Urinary tract infections are among the most frequently occurring forms of infection, and inflammation and tissue damage contribute significantly to symptoms, e.g., dysuria and urge. Canephron N is an orally bioavailable herbal medicine with anti-inflammatory, spasmolytic, anti-adhesive, and anti-nociceptive therapeutic effects that is approved for the treatment of uncomplicated urinary tract infections. Here, we used renal tubular epithelial HK-2 cells to study the anti-inflammatory and cytoprotective effects and molecular mechanisms of its active component, BNO 2103. BNO 2103 suppressed nuclear factor kappa-light-chain-enhancer of activated B cells (NF-κB) activation by lipopolysaccharide (LPS) and tumor necrosis factor alpha (TNFα) and prevented inhibitory κB kinase (IKK)-dependent phosphorylation and degradation of inhibitor of nuclear factor kappa B alpha (IκBα). BNO 2103 also suppressed the inflammation-specific S536 phosphorylation of the NF-κB subunit p65 and the production of a specific set of inflammatory cytokines. Unlike other NF-κB inhibitors, BNO 2103 demonstrated cytoprotection against TNFα-induced cytotoxicity. Our data suggest that BNO 2103 acts primarily through the mitogen-activated protein kinase p38 (p38 MAPK)-MAPK-activated protein kinase 2 (MK2) axis by promoting receptor-interacting serine/threonine protein kinase 1 (RIPK1) phosphorylation at S320. Simultaneously, it suppresses S166 autophosphorylation and subsequent activation of RIPK1, which is required for apoptotic and necroptotic responses to TNFα. This study confirms Canephron N as an effective alternative to traditional anti-inflammatory drugs and provides initial evidence of its ability to inhibit apoptosis and necroptosis in the urogenital system.

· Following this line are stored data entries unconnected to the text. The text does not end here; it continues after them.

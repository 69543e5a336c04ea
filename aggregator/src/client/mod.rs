mod proxy;
mod remote;
mod serve;

pub use proxy::ProxyClient;
pub use remote::RemoteClient;
pub use serve::serve;

use comms::Parameters;

use crate::{ClientErr, EvaluateRes, FitRes};

/// The result type of a single client call.
pub type ClientResult<T> = std::result::Result<T, ClientErr>;

/// A participant of a round, as seen by the tier that drives the rounds.
#[async_trait::async_trait]
pub trait Client: Send {
    /// Identifier used for observability and failure records.
    fn id(&self) -> &str;

    /// Returns the client's current parameters.
    async fn get_parameters(&mut self) -> ClientResult<Parameters>;

    /// Computes an update starting from `params`.
    ///
    /// # Arguments
    /// * `round` - The round being run.
    /// * `params` - The parameters the round starts from.
    ///
    /// # Returns
    /// The updated parameters and the amount of samples behind them.
    async fn fit(&mut self, round: u64, params: Parameters) -> ClientResult<FitRes>;

    /// Evaluates `params`.
    ///
    /// # Returns
    /// `None` if this client doesn't evaluate, which is not a failure.
    async fn evaluate(&mut self, round: u64, params: Parameters)
    -> ClientResult<Option<EvaluateRes>>;

    /// Releases the client once the driver is done with it.
    async fn disconnect(&mut self) -> ClientResult<()> {
        Ok(())
    }
}
use std::io;

use ndarray::{ArrayD, IxDyn};

use crate::{
    Deserialize, Serialize,
    params::{self, Parameters},
};

type Header = u32;
const HEADER_SIZE: usize = size_of::<Header>();

type MetaLen = u32;
const META_LEN_SIZE: usize = size_of::<MetaLen>();

const F32_SIZE: usize = size_of::<f32>();

const ERR_H: Header = 0;
const CONTROL_H: Header = 1;
const FIT_H: Header = 2;
const EVALUATE_H: Header = 3;
const FIT_RES_H: Header = 4;
const PARAMS_H: Header = 5;

/// The command for the `Control` variant of the `Msg` enum.
#[derive(Debug, Clone, PartialEq, serde::Serialize, serde::Deserialize)]
#[serde(rename_all = "snake_case")]
pub enum Command {
    /// Asks a client for its current parameters.
    GetParameters,
    /// A client's evaluation result.
    EvaluateRes { loss: f32, samples: u64 },
    /// A client that doesn't evaluate answers an `Evaluate` with this.
    NotApplicable,
    Disconnect,
}

/// The payload data for the `Data` variant of the `Msg` enum.
#[derive(Debug, Clone, PartialEq)]
pub enum Payload {
    Fit { round: u64, params: Parameters },
    Evaluate { round: u64, params: Parameters },
    FitRes { params: Parameters, samples: u64 },
    Params(Parameters),
}

/// The application layer message exchanged between tiers.
#[derive(Debug, Clone, PartialEq)]
pub enum Msg {
    Control(Command),
    Data(Payload),
    Err(String),
}

/// The json header written in front of the raw floats of a `Data` message.
#[derive(serde::Serialize, serde::Deserialize)]
struct DataMeta {
    #[serde(default)]
    round: u64,
    #[serde(default)]
    samples: u64,
    shapes: Vec<Vec<usize>>,
}

impl Msg {
    fn invalid_data<T>(detail: impl Into<String>) -> io::Result<T> {
        Err(io::Error::new(io::ErrorKind::InvalidData, detail.into()))
    }

    /// Writes the meta header followed by every array's scalars in order.
    fn write_params(
        buf: &mut Vec<u8>,
        round: u64,
        samples: u64,
        params: &[ArrayD<f32>],
    ) -> io::Result<()> {
        let meta = DataMeta {
            round,
            samples,
            shapes: params::shapes(params),
        };

        let meta_start = buf.len();
        buf.extend_from_slice(&[0; META_LEN_SIZE]);
        serde_json::to_writer(&mut *buf, &meta)?;

        let meta_len = (buf.len() - meta_start - META_LEN_SIZE) as MetaLen;
        buf[meta_start..meta_start + META_LEN_SIZE].copy_from_slice(&meta_len.to_be_bytes());

        buf.reserve(params::num_elements(params) * F32_SIZE);
        for arr in params {
            match arr.as_slice() {
                Some(nums) => buf.extend_from_slice(bytemuck::cast_slice(nums)),
                None => arr
                    .iter()
                    .for_each(|x| buf.extend_from_slice(&x.to_ne_bytes())),
            }
        }

        Ok(())
    }

    /// Reads back what `write_params` wrote.
    fn read_params(buf: &[u8]) -> io::Result<(DataMeta, Parameters)> {
        if buf.len() < META_LEN_SIZE {
            return Self::invalid_data("data message is missing its meta header");
        }

        let (len_buf, rest) = buf.split_at(META_LEN_SIZE);
        let mut len_bytes = [0; META_LEN_SIZE];
        len_bytes.copy_from_slice(len_buf);
        let meta_len = MetaLen::from_be_bytes(len_bytes) as usize;

        if rest.len() < meta_len {
            return Self::invalid_data(format!(
                "meta header claims {meta_len} bytes but only {} remain",
                rest.len()
            ));
        }

        let (meta_buf, mut nums) = rest.split_at(meta_len);
        let meta: DataMeta = serde_json::from_slice(meta_buf)?;

        let mut lens = Vec::with_capacity(meta.shapes.len());
        let mut expected: usize = 0;
        for shape in &meta.shapes {
            let len = shape
                .iter()
                .try_fold(F32_SIZE, |acc, &dim| acc.checked_mul(dim))
                .and_then(|len| {
                    expected = expected.checked_add(len)?;
                    Some(len)
                });

            match len {
                Some(len) => lens.push(len),
                None => return Self::invalid_data(format!("shape {shape:?} is too large")),
            }
        }

        if nums.len() != expected {
            return Self::invalid_data(format!(
                "expected {expected} bytes of floats, got {}",
                nums.len()
            ));
        }

        let mut params = Vec::with_capacity(meta.shapes.len());
        for (shape, len) in meta.shapes.iter().zip(lens) {
            let (head, tail) = nums.split_at(len);

            let data = head
                .chunks_exact(F32_SIZE)
                .map(bytemuck::pod_read_unaligned::<f32>)
                .collect();

            let arr = ArrayD::from_shape_vec(IxDyn(shape), data)
                .map_err(|e| io::Error::new(io::ErrorKind::InvalidData, e))?;

            params.push(arr);
            nums = tail;
        }

        Ok((meta, params))
    }
}

impl Serialize for Msg {
    fn serialize(&self, buf: &mut Vec<u8>) -> io::Result<()> {
        match self {
            Msg::Err(e) => {
                buf.extend_from_slice(&ERR_H.to_be_bytes());
                buf.extend_from_slice(e.as_bytes());
            }
            Msg::Control(cmd) => {
                buf.extend_from_slice(&CONTROL_H.to_be_bytes());
                serde_json::to_writer(&mut *buf, cmd)?;
            }
            Msg::Data(payload) => {
                let (kind, round, samples, params) = match payload {
                    Payload::Fit { round, params } => (FIT_H, *round, 0, params),
                    Payload::Evaluate { round, params } => (EVALUATE_H, *round, 0, params),
                    Payload::FitRes { params, samples } => (FIT_RES_H, 0, *samples, params),
                    Payload::Params(params) => (PARAMS_H, 0, 0, params),
                };

                buf.extend_from_slice(&kind.to_be_bytes());
                Self::write_params(buf, round, samples, params)?;
            }
        }

        Ok(())
    }
}

impl Deserialize for Msg {
    fn deserialize(buf: &[u8]) -> io::Result<Self> {
        if buf.len() < HEADER_SIZE {
            return Self::invalid_data(format!(
                "The given buffer is too small {}, must at least be {HEADER_SIZE} bytes",
                buf.len()
            ));
        }

        let (kind_buf, rest) = buf.split_at(HEADER_SIZE);
        let mut kind_bytes = [0; HEADER_SIZE];
        kind_bytes.copy_from_slice(kind_buf);

        match Header::from_be_bytes(kind_bytes) {
            ERR_H => {
                let detail = std::str::from_utf8(rest)
                    .map_err(|e| io::Error::new(io::ErrorKind::InvalidData, e))?;

                Ok(Self::Err(detail.to_string()))
            }
            CONTROL_H => Ok(Self::Control(serde_json::from_slice(rest)?)),
            kind @ FIT_H..=PARAMS_H => {
                let (meta, params) = Self::read_params(rest)?;

                let payload = match kind {
                    FIT_H => Payload::Fit {
                        round: meta.round,
                        params,
                    },
                    EVALUATE_H => Payload::Evaluate {
                        round: meta.round,
                        params,
                    },
                    FIT_RES_H => Payload::FitRes {
                        params,
                        samples: meta.samples,
                    },
                    _ => Payload::Params(params),
                };

                Ok(Self::Data(payload))
            }
            kind => Self::invalid_data(format!("Received an invalid kind {kind}")),
        }
    }
}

It also presents a detailed pathway investigation that identifies the specific targets of Canephron N within the NF-κB signaling cascade.

Keywords: Herbal medicines; Inflammation; Necroptosis; Nuclear transcription factor kappa B; Receptor-interacting serine/threonine protein kinase 1; Urinary tract infection.